Someone who I have come to consider a good friend approached me today and told me that, in a nutshell, he no longer believes in Mormonism or Christianity, and god isn't looking too hot either. I have been pretty open with this friend about my own beliefs (or lack thereof). I was surprised, because he was always debating me with the more Christian/Mormon stance, and while I had no intention of attacking his faith, I have always enjoyed a good debate.
We talked for a while today. He told me about the hurt feelings he has, the immediate rift that has seemed to form between him and his family. It was like I was listening to myself from just a few months ago. To be honest, I'm still quite shell-shocked, and I hope things go better for my friend.
My feelings are mixed. I am delighted at the prospect of having a friend around who thinks like me. I remember how lonely I was all those months ago. I'm also glad that myself and another friend were around and known to this friend of mine, so he can hopefully feel a little less alone.

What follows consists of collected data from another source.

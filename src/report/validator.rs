//! Attach-time check that a device exposes the six-value status report.
//!
//! The controller's haptic state does not use the generic force-feedback
//! report shape. Any other layout means an incompatible firmware revision and
//! the device is rejected outright.

use tracing::{debug, error, warn};

use super::{FeatureReport, ReportDescriptor, STATUS_REPORT_LEN};
use crate::error::{Result, XiaomiFfError};

/// Validate the advertised feature reports and build the status report
///
/// Only the first feature report is considered, and only its first field.
/// Fields after the first are accepted but never transmitted: every write
/// carries the six bytes of field 0 alone.
///
/// # Errors
///
/// - `NoFeatureReport`: `reports` is empty
/// - `UnexpectedReportLayout`: the first report has no fields, or its first
///   field does not hold exactly six values
/// - `AllocationFailure`: the buffer could not be reserved
pub fn validate(reports: &[FeatureReport]) -> Result<ReportDescriptor> {
    let report = reports.first().ok_or_else(|| {
        error!("no feature reports found");
        XiaomiFfError::NoFeatureReport
    })?;

    let found = report.fields.first().map_or(0, |f| f.report_count);
    if found != STATUS_REPORT_LEN {
        error!("unexpected output report layout (first field has {} values)", found);
        return Err(XiaomiFfError::UnexpectedReportLayout { found });
    }

    if report.fields.len() > 1 {
        warn!(
            "Status report 0x{:02x} declares {} fields, only the first is sent",
            report.id,
            report.fields.len()
        );
    }

    debug!(
        "Status report 0x{:02x} accepted ({} fields)",
        report.id,
        report.fields.len()
    );
    ReportDescriptor::allocate(report.id, report.fields.len())
}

At the same time, I feel a little sad. I know it's stupid, but I feel like I helped get my friend into this process by being vocal about my own qualms with faith. I don't want to destroy anyone's faith if it makes them happy, so I try to be careful. In addition, I know how hard the process can be. My life has gone to pieces in the last year, in some respects, and I wouldn't wish the emptiness and confusion I've felt on anyone.
I know I cussed and ranted about this recently, but this is what I feel the most anger about toward the church. The fact that it lied to me for 20-something years, and I gave it everything, and now I can't even be open with the people around me because of the church. There is a whole huge part of what I was that is gone, and I've spent the last several months gradually picking up the pieces. I still have a long way to do. How dare they do that to me? How dare they do it to anyone?

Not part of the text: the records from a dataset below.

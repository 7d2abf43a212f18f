//! # HID Report Descriptor Parser
//!
//! Extracts the feature reports a device declares in its raw report
//! descriptor. Only the pieces needed to locate the status report are
//! tracked: Report ID, Report Size and Report Count globals (with Push/Pop),
//! usage locals, and Feature main items.

use super::{FeatureReport, ReportField};
use crate::error::TransportError;

/// Prefix byte introducing a long item
const LONG_ITEM_PREFIX: u8 = 0xFE;

const ITEM_TYPE_MAIN: u8 = 0;
const ITEM_TYPE_GLOBAL: u8 = 1;
const ITEM_TYPE_LOCAL: u8 = 2;

const MAIN_FEATURE: u8 = 0xB;
const MAIN_INPUT: u8 = 0x8;
const MAIN_OUTPUT: u8 = 0x9;
const MAIN_COLLECTION: u8 = 0xA;
const MAIN_END_COLLECTION: u8 = 0xC;

const GLOBAL_REPORT_SIZE: u8 = 0x7;
const GLOBAL_REPORT_ID: u8 = 0x8;
const GLOBAL_REPORT_COUNT: u8 = 0x9;
const GLOBAL_PUSH: u8 = 0xA;
const GLOBAL_POP: u8 = 0xB;

const LOCAL_USAGE: u8 = 0x0;
const LOCAL_USAGE_MINIMUM: u8 = 0x1;
const LOCAL_USAGE_MAXIMUM: u8 = 0x2;

#[derive(Debug, Clone, Copy, Default)]
struct GlobalState {
    report_id: u8,
    report_size: u32,
    report_count: usize,
}

/// Parse a raw report descriptor into its feature reports
///
/// Reports are returned in the order their first Feature item appears.
/// Padding fields (Feature items without any usage) still register their
/// report but do not add a field to it.
///
/// # Errors
///
/// Returns `Descriptor` if an item is truncated, Report ID 0 is declared, or a
/// Pop has no matching Push.
pub fn parse_feature_reports(descriptor: &[u8]) -> Result<Vec<FeatureReport>, TransportError> {
    let mut reports: Vec<FeatureReport> = Vec::new();
    let mut global = GlobalState::default();
    let mut stack: Vec<GlobalState> = Vec::new();
    let mut has_usage = false;
    let mut pos = 0;

    while pos < descriptor.len() {
        let prefix = descriptor[pos];

        if prefix == LONG_ITEM_PREFIX {
            let size = *descriptor.get(pos + 1).ok_or_else(|| truncated(pos))? as usize;
            pos += 3 + size;
            if pos > descriptor.len() {
                return Err(truncated(pos));
            }
            continue;
        }

        let size = match prefix & 0x03 {
            3 => 4,
            n => n as usize,
        };
        let item_type = (prefix >> 2) & 0x03;
        let tag = prefix >> 4;

        let data = descriptor
            .get(pos + 1..pos + 1 + size)
            .ok_or_else(|| truncated(pos))?;
        let value = data
            .iter()
            .rev()
            .fold(0u32, |acc, &b| (acc << 8) | b as u32);
        pos += 1 + size;

        match item_type {
            ITEM_TYPE_MAIN => {
                if tag == MAIN_FEATURE {
                    let index = match reports.iter().position(|r| r.id == global.report_id) {
                        Some(index) => index,
                        None => {
                            reports.push(FeatureReport::new(global.report_id, Vec::new()));
                            reports.len() - 1
                        }
                    };
                    if has_usage {
                        reports[index].fields.push(ReportField {
                            report_size: global.report_size,
                            report_count: global.report_count,
                        });
                    }
                }
                if matches!(
                    tag,
                    MAIN_FEATURE | MAIN_INPUT | MAIN_OUTPUT | MAIN_COLLECTION | MAIN_END_COLLECTION
                ) {
                    has_usage = false;
                }
            }
            ITEM_TYPE_GLOBAL => match tag {
                GLOBAL_REPORT_SIZE => global.report_size = value,
                GLOBAL_REPORT_COUNT => global.report_count = value as usize,
                GLOBAL_REPORT_ID => {
                    if value == 0 || value > u8::MAX as u32 {
                        return Err(TransportError::Descriptor(format!(
                            "invalid report id {}",
                            value
                        )));
                    }
                    global.report_id = value as u8;
                }
                GLOBAL_PUSH => stack.push(global),
                GLOBAL_POP => {
                    global = stack.pop().ok_or_else(|| {
                        TransportError::Descriptor("global item stack underflow".to_string())
                    })?;
                }
                _ => {}
            },
            ITEM_TYPE_LOCAL => {
                if matches!(tag, LOCAL_USAGE | LOCAL_USAGE_MINIMUM | LOCAL_USAGE_MAXIMUM) {
                    has_usage = true;
                }
            }
            _ => {}
        }
    }

    Ok(reports)
}

fn truncated(pos: usize) -> TransportError {
    TransportError::Descriptor(format!("truncated item at offset {}", pos))
}
//! # Configuration Module
//!
//! Handles loading and validating configuration from TOML files.

use serde::de::Error;
use serde::Deserialize;
use std::fs;
use std::path::Path;

use crate::device::{SessionOptions, XIAOMI_GAMEPAD_PRODUCT_ID, XIAOMI_VENDOR_ID};
use crate::error::{Result, XiaomiFfError};

/// Main configuration structure
#[derive(Debug, Deserialize, Clone, Default)]
pub struct Config {
    #[serde(default)]
    pub device: DeviceConfig,
    #[serde(default)]
    pub dispatch: DispatchConfig,
    #[serde(default)]
    pub startup: StartupConfig,
    #[serde(default)]
    pub logging: LoggingConfig,
}

/// Controller selection
#[derive(Debug, Deserialize, Clone)]
pub struct DeviceConfig {
    #[serde(default = "default_vendor_id")]
    pub vendor_id: u16,

    #[serde(default = "default_product_id")]
    pub product_id: u16,

    /// Explicit `/dev/hidrawN` path; auto-detected when absent
    #[serde(default)]
    pub hidraw_path: Option<String>,
}

/// Dispatch behaviour
#[derive(Debug, Deserialize, Clone, Default)]
pub struct DispatchConfig {
    #[serde(default)]
    pub zero_on_detach: bool,
}

/// Rumble pulse played once the controller is attached
#[derive(Debug, Deserialize, Clone)]
pub struct StartupConfig {
    #[serde(default = "default_pulse_weak")]
    pub pulse_weak: u16,

    #[serde(default = "default_pulse_strong")]
    pub pulse_strong: u16,

    /// Pulse length; 0 disables the pulse
    #[serde(default = "default_pulse_ms")]
    pub pulse_ms: u64,
}

/// Logging configuration
#[derive(Debug, Deserialize, Clone)]
pub struct LoggingConfig {
    #[serde(default = "default_log_level")]
    pub level: String,
}

// Default value functions
fn default_vendor_id() -> u16 { XIAOMI_VENDOR_ID }
fn default_product_id() -> u16 { XIAOMI_GAMEPAD_PRODUCT_ID }

fn default_pulse_weak() -> u16 { 0x8000 }
fn default_pulse_strong() -> u16 { 0x8000 }
fn default_pulse_ms() -> u64 { 250 }

fn default_log_level() -> String { "info".to_string() }

impl Default for DeviceConfig {
    fn default() -> Self {
        Self {
            vendor_id: default_vendor_id(),
            product_id: default_product_id(),
            hidraw_path: None,
        }
    }
}

impl Default for StartupConfig {
    fn default() -> Self {
        Self {
            pulse_weak: default_pulse_weak(),
            pulse_strong: default_pulse_strong(),
            pulse_ms: default_pulse_ms(),
        }
    }
}

impl Default for LoggingConfig {
    fn default() -> Self {
        Self {
            level: default_log_level(),
        }
    }
}

impl Config {
    /// Load configuration from a TOML file
    ///
    /// # Arguments
    ///
    /// * `path` - Path to the configuration file
    ///
    /// # Errors
    ///
    /// Returns error if:
    /// - File cannot be read
    /// - TOML parsing fails
    /// - Validation fails
    ///
    /// # Examples
    ///
    /// ```no_run
    /// use xiaomi_ff::config::Config;
    ///
    /// let config = Config::load("config/default.toml")?;
    /// # Ok::<(), Box<dyn std::error::Error>>(())
    /// ```
    pub fn load<P: AsRef<Path>>(path: P) -> Result<Self> {
        let contents = fs::read_to_string(path)?;
        Self::parse(&contents)
    }

    /// Parse and validate configuration from a TOML string
    pub fn parse(contents: &str) -> Result<Self> {
        let config: Config = toml::from_str(contents)?;
        config.validate()?;
        Ok(config)
    }

    /// Options handed to each attached session
    pub fn session_options(&self) -> SessionOptions {
        SessionOptions {
            zero_on_detach: self.dispatch.zero_on_detach,
        }
    }

    /// Validate configuration values
    ///
    /// # Errors
    ///
    /// Returns error if any configuration value is out of valid range
    pub fn validate(&self) -> Result<()> {
        if self.device.vendor_id == 0 || self.device.product_id == 0 {
            return Err(invalid("vendor_id and product_id must be non-zero"));
        }

        if let Some(path) = &self.device.hidraw_path {
            if path.is_empty() {
                return Err(invalid("hidraw_path cannot be empty (omit it to auto-detect)"));
            }
        }

        if self.startup.pulse_ms > 10000 {
            return Err(invalid("pulse_ms must be between 0 and 10000"));
        }

        if !["trace", "debug", "info", "warn", "error"].contains(&self.logging.level.as_str()) {
            return Err(invalid(
                "log level must be one of: trace, debug, info, warn, error",
            ));
        }

        Ok(())
    }
}

fn invalid(msg: &str) -> XiaomiFfError {
    XiaomiFfError::Config(toml::de::Error::custom(msg))
}
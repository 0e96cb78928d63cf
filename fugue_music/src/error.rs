// Error types for the fugue generator.
//
// `MappingError` never escapes a generator: every call site that asks the
// scale mapper for a pitch substitutes an arithmetic fallback and continues.
// `ConfigError` and `ExportError` are surfaced to the CLI and sequencer.

use thiserror::Error;

/// The scale mapper could not produce a MIDI pitch.
#[derive(Debug, Clone, PartialEq, Eq, Error)]
pub enum MappingError {
    #[error("degree {degree} in octave {octave} maps to pitch {pitch}, outside 0..=127")]
    OutOfRange { degree: i32, octave: i32, pitch: i32 },

    #[error("scale has no degrees")]
    EmptyScale,
}

/// Configuration could not be loaded or is invalid.
#[derive(Debug, Error)]
pub enum ConfigError {
    #[error("IO error: {0}")]
    Io(#[from] std::io::Error),

    #[error("JSON parse error: {0}")]
    Json(#[from] serde_json::Error),

    #[error("unknown scale '{0}'")]
    UnknownScale(String),

    #[error("invalid configuration: {0}")]
    Invalid(String),
}

/// A rendered score could not be written out.
#[derive(Debug, Error)]
pub enum ExportError {
    #[error("IO error: {0}")]
    Io(#[from] std::io::Error),

    #[error("JSON encode error: {0}")]
    Json(#[from] serde_json::Error),
}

Can I blame disillusionment on the perpetrators of the illusion? I guess I can't really, since they are operating under the illusion themselves. Except for Joseph Freaking Smith, and his freaking friends who helped him start a freaking false religion that would one day make so many miserable. And even the credulous fools who followed them.

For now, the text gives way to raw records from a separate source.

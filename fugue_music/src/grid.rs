// The scoring grid: a rendered score sampled at a fixed time step.
//
// Rows are voices, columns are grid steps of `resolution` quarter notes
// (0.25 = sixteenths). Each cell holds the sounding pitch (or rest), whether a
// note attacks at that step, and the index of the source note in its voice so
// that repairs found on the grid can be written back to the phrase.
//
// The grid is derived from the score, never the other way around. Scoring
// (scoring.rs) and the polish pass (optimize.rs) read it; nothing edits it.
//
// The step count comes from the longest voice. The renderer pads every voice
// to a common horizon before building a grid, so shorter voices are only
// truncated or rest-filled here when a caller skips that padding.

use crate::note::Note;

/// Step length used when a caller passes an unusable resolution.
pub const DEFAULT_RESOLUTION: f64 = 0.25;

/// Finest step a grid will use (a 256th note).
pub const MIN_RESOLUTION: f64 = 1.0 / 64.0;

/// A single cell in the grid.
#[derive(Debug, Clone, Copy, PartialEq, Eq, Default)]
pub struct Cell {
    /// Sounding pitch, or `None` during a rest.
    pub pitch: Option<i32>,
    /// True if a note (or rest) begins at this step.
    pub attack: bool,
    /// Index of the note in its voice's phrase covering this step.
    pub note_index: Option<usize>,
}

/// A quantized multi-voice score.
///
/// Indexed as `voices[voice_index][step]`.
#[derive(Debug, Clone)]
pub struct Grid {
    /// Step length in quarter notes.
    pub resolution: f64,
    pub num_steps: usize,
    pub voices: Vec<Vec<Cell>>,
}

impl Grid {
    /// Quantize `voices` onto steps of `resolution` quarter notes.
    ///
    /// A non-finite or non-positive resolution falls back to
    /// `DEFAULT_RESOLUTION`; anything finer than `MIN_RESOLUTION` is coarsened.
    pub fn from_voices<V: AsRef<[Note]>>(voices: &[V], resolution: f64) -> Self {
        let resolution = if resolution.is_finite() && resolution > 0.0 {
            resolution.max(MIN_RESOLUTION)
        } else {
            DEFAULT_RESOLUTION
        };
        let to_step = |t: f64| (t / resolution + 1e-6).round() as usize;

        let horizon = voices
            .iter()
            .map(|v| v.as_ref().iter().map(|n| n.duration).sum::<f64>())
            .fold(0.0, f64::max);
        let num_steps = to_step(horizon);

        let rows = voices
            .iter()
            .map(|voice| {
                let mut row = vec![Cell::default(); num_steps];
                let mut t = 0.0;
                for (idx, note) in voice.as_ref().iter().enumerate() {
                    let start = to_step(t);
                    let end = to_step(t + note.duration).min(num_steps);
                    for (s, cell) in row.iter_mut().enumerate().take(end).skip(start) {
                        *cell = Cell {
                            pitch: note.pitch,
                            attack: s == start,
                            note_index: Some(idx),
                        };
                    }
                    t += note.duration;
                }
                row
            })
            .collect();

        Grid {
            resolution,
            num_steps,
            voices: rows,
        }
    }

    pub fn voice_count(&self) -> usize {
        self.voices.len()
    }

    pub fn cell(&self, voice: usize, step: usize) -> &Cell {
        &self.voices[voice][step]
    }

    /// Sounding pitch of a voice at a step, `None` if resting.
    pub fn sounding_pitch(&self, voice: usize, step: usize) -> Option<i32> {
        self.voices[voice][step].pitch
    }

    /// True when a sounding note begins at this step.
    pub fn is_onset(&self, voice: usize, step: usize) -> bool {
        let cell = &self.voices[voice][step];
        cell.attack && cell.pitch.is_some()
    }

    /// Grid steps per quarter note (4 at sixteenth resolution).
    pub fn steps_per_quarter(&self) -> usize {
        (1.0 / self.resolution).round() as usize
    }

    /// Strong beats fall on every quarter note.
    pub fn is_strong_step(&self, step: usize) -> bool {
        match self.steps_per_quarter() {
            0 => false,
            q => step % q == 0,
        }
    }

    /// Number of steps spanning `beats` quarter notes.
    pub fn steps_for_beats(&self, beats: f64) -> usize {
        if self.resolution > 0.0 {
            (beats / self.resolution).round() as usize
        } else {
            0
        }
    }

    /// Print a compact text rendering of the grid for debugging: one row per
    /// voice, note names at attacks, `-` for holds, `.` for rests, `|` every
    /// 4/4 bar.
    pub fn summary(&self) -> String {
        let mut out = String::new();
        let bar_steps = self.steps_per_quarter() * 4;

        for (v, row) in self.voices.iter().enumerate() {
            out.push_str(&format!("{:>4}: ", format!("V{v}")));
            for (step, cell) in row.iter().enumerate() {
                if bar_steps > 0 && step > 0 && step % bar_steps == 0 {
                    out.push('|');
                }
                match cell.pitch {
                    None => out.push('.'),
                    Some(p) if cell.attack => out.push_str(&pitch_name(p)),
                    Some(_) => out.push('-'),
                }
            }
            out.push('\n');
        }
        out
    }
}

/// Convert a pitch to a compact note name (e.g., "C4", "F#3").
pub fn pitch_name(pitch: i32) -> String {
    const NAMES: [&str; 12] = [
        "C", "C#", "D", "Eb", "E", "F", "F#", "G", "Ab", "A", "Bb", "B",
    ];
    let octave = pitch.div_euclid(12) - 1;
    format!("{}{}", NAMES[pitch.rem_euclid(12) as usize], octave)
}

/// Musical interval helpers.
///
/// Intervals between two voices are classified on the absolute distance, so
/// a fifth is a fifth whichever voice is on top.
pub mod interval {
    /// Interval in semitones. Positive means `pitch_b` is higher.
    pub fn semitones(pitch_a: i32, pitch_b: i32) -> i32 {
        pitch_b - pitch_a
    }

    /// Absolute distance reduced to one octave (0-11).
    pub fn interval_mod12(pitch_a: i32, pitch_b: i32) -> u8 {
        ((pitch_b - pitch_a).unsigned_abs() % 12) as u8
    }

    /// Unison, fifth, or octave.
    pub fn is_perfect(iv: u8) -> bool {
        matches!(iv % 12, 0 | 7)
    }

    /// Unison, thirds, fourth, fifth, sixths, octave.
    pub fn is_consonant(iv: u8) -> bool {
        matches!(iv % 12, 0 | 3 | 4 | 5 | 7 | 8 | 9)
    }

    /// Seconds, sevenths, tritone.
    pub fn is_dissonant(iv: u8) -> bool {
        !is_consonant(iv)
    }
}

I was brought up to believe... I was trained pretty hard-core. Those people? My ancestors who joined the church? They believed all the insane stuff the church claims after reaching adulthood and having a decent amount of experience. Believed that charlatan Smith and his henchmen.
But... I guess we're all looking for something in life, and I can't fault someone who tries to find it. After all, I held out for decades against frequent doubts, because it was all I knew to rely on.
So... I guess my ancestors did what was right by them, which is all we can ever ask.
Smith? Power-grubbing deluded liar? He sucked, and he was a scumbag.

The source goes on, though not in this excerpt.